And then the next day it all fell into place. The weather was glorious, it was market day and there was a man playing a barrel organ with a toy monkey in front of it, a folk band with old folks dancing, and – a detail which had escaped or been withheld from me earlier – a per diem. Thirty Swiss francs is not a sum to be sneezed at; but still, when I and the writer Kate Clanchy went to the recommended restaurant, there was no inclination to make a suave impression: we blatantly scoured the menu for the cheapest thing that might fill us up. It was pizza.

We were joined by Don Paterson, the Scottish poet who, now that Geoffrey Hill is no longer with us, is my favourite living poet in the UK. This unnerved me, but not too much: the day before leaving I’d filed a review of his latest, which, thank God, I had praised. And although his face in repose looks as though someone has just told him his dog has died, he is, in fact, enormously good company.

But the great surprise was seeing Linton Kwesi Johnson. LKJ, for reasons that I hope I do not have to belabour, stands out somewhat in Switzerland, but I still had to double-check in the programme when I saw him sitting outside the hotel, having a smoke. I went up to him and murmured that I’m a fan (and have been since about 1979), shook his hand and then left. Later that day I saw him pack out the theatre with a reading that was extraordinarily powerful.

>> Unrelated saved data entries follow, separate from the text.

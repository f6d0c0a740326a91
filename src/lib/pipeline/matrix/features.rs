//! Feature selection by accessibility.

use crate::core::error::{FragError, Result};
use crate::core::sparse::SparseOps;
use crate::genome::{GenomicRange, RegionIndex};
use crate::pipeline::matrix::CountMatrix;
use log::{debug, info};

/// Settings for [`select_features`].
#[derive(Debug, Clone)]
pub struct FeatureSelection {
    pub n_features: usize,
    pub filter_lower_quantile: f64,
    pub filter_upper_quantile: f64,
}

impl Default for FeatureSelection {
    fn default() -> Self {
        FeatureSelection {
            n_features: 500_000,
            filter_lower_quantile: 0.005,
            filter_upper_quantile: 0.005,
        }
    }
}

/// Pick the most accessible features. Features with zero counts, features
/// overlapping the blacklist, and the given quantile tails of the non-zero
/// count distribution are removed first. Indices are returned in column order.
pub fn select_features(
    matrix: &CountMatrix,
    options: &FeatureSelection,
    blacklist: Option<&RegionIndex<()>>,
) -> Result<Vec<usize>> {
    for (name, q) in [
        ("filter_lower_quantile", options.filter_lower_quantile),
        ("filter_upper_quantile", options.filter_upper_quantile),
    ] {
        if !(0.0..0.5).contains(&q) {
            return Err(FragError::ThresholdValidation {
                field: name.to_string(),
                min: 0.0,
                max: 0.5,
                value: q,
            });
        }
    }

    let totals = SparseOps::compute_col_sums(&matrix.data);
    let mut candidates: Vec<usize> = (0..matrix.n_vars())
        .filter(|&i| totals[i] > 0)
        .filter(|&i| match blacklist {
            Some(bl) => match matrix.var_names[i].parse::<GenomicRange>() {
                Ok(r) => !bl.is_overlapped(&r.chrom, r.start, r.end),
                Err(_) => true,
            },
            None => true,
        })
        .collect();
    debug!("{} non-zero features after blacklist", candidates.len());

    // Trim the quantile tails by rank of total count.
    candidates.sort_by(|&a, &b| totals[a].cmp(&totals[b]).then(a.cmp(&b)));
    let n = candidates.len();
    let lo = (n as f64 * options.filter_lower_quantile).floor() as usize;
    let hi = n - (n as f64 * options.filter_upper_quantile).floor() as usize;
    let trimmed = &candidates[lo..hi.max(lo)];

    let mut selected: Vec<usize> = trimmed
        .iter()
        .rev()
        .take(options.n_features)
        .copied()
        .collect();
    selected.sort_unstable();
    info!("Selected {} features", selected.len());
    Ok(selected)
}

The same evening, at dinner, one of the organisers noticed an empty seat next to me and asked if Linton Kwesi Johnson could sit there. “Of course,” I said, though I think it came out as “squeak squeak”.

And what a decent bloke he is. I’ve seen him play venues which count their audience sizes by the ten thousand, and here he was, in this town, which can be traversed in ten minutes, playing to an audience of about 150, at most, and most remarkably, as far as I was concerned, talking to me. One does not imagine Kanye West, say, doing the same kind of thing.

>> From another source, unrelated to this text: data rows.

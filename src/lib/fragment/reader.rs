use crate::core::error::{FragError, Result};
use crate::core::io::open_for_read;
use crate::fragment::Fragment;
use std::io::BufRead;
use std::path::Path;

/// Streaming reader over a fragment file. Comment (`#`) and blank lines are
/// skipped; every other line must parse.
pub struct FragmentReader {
    inner: Box<dyn BufRead + Send>,
    buf: String,
    line_no: usize,
}

impl FragmentReader {
    /// Open a plain or gzip-compressed fragment file, or stdin for `-`.
    pub fn from_path<P: AsRef<Path>>(path: P) -> Result<Self> {
        let path = path.as_ref();
        if path.to_str() != Some("-") && !path.exists() {
            return Err(FragError::FileNotFound(path.display().to_string()));
        }
        Ok(Self::new(open_for_read(path)?))
    }

    pub fn new(inner: Box<dyn BufRead + Send>) -> Self {
        FragmentReader {
            inner,
            buf: String::with_capacity(128),
            line_no: 0,
        }
    }
}

impl Iterator for FragmentReader {
    type Item = Result<Fragment>;

    fn next(&mut self) -> Option<Self::Item> {
        loop {
            self.buf.clear();
            match self.inner.read_line(&mut self.buf) {
                Ok(0) => return None,
                Ok(_) => {
                    self.line_no += 1;
                    let line = self.buf.trim_end_matches(['\n', '\r']);
                    if line.is_empty() || line.starts_with('#') {
                        continue;
                    }
                    return Some(Fragment::parse_line(line, self.line_no));
                }
                Err(e) => return Some(Err(e.into())),
            }
        }
    }
}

And then there are the Swiss. The Italian Swiss. (There are parts of Italy that are further north than Bellinzona.) They are smart and funny, they can organise a festival, they’re not too hung up on timekeeping, and, as Mr Paterson and I dismally observed, they’re on average significantly better-looking than the British. The scenery is also OK, to put it mildly.

So, why is this column called “Down and Out”? Because I’m now back in London, and it’s rubbish.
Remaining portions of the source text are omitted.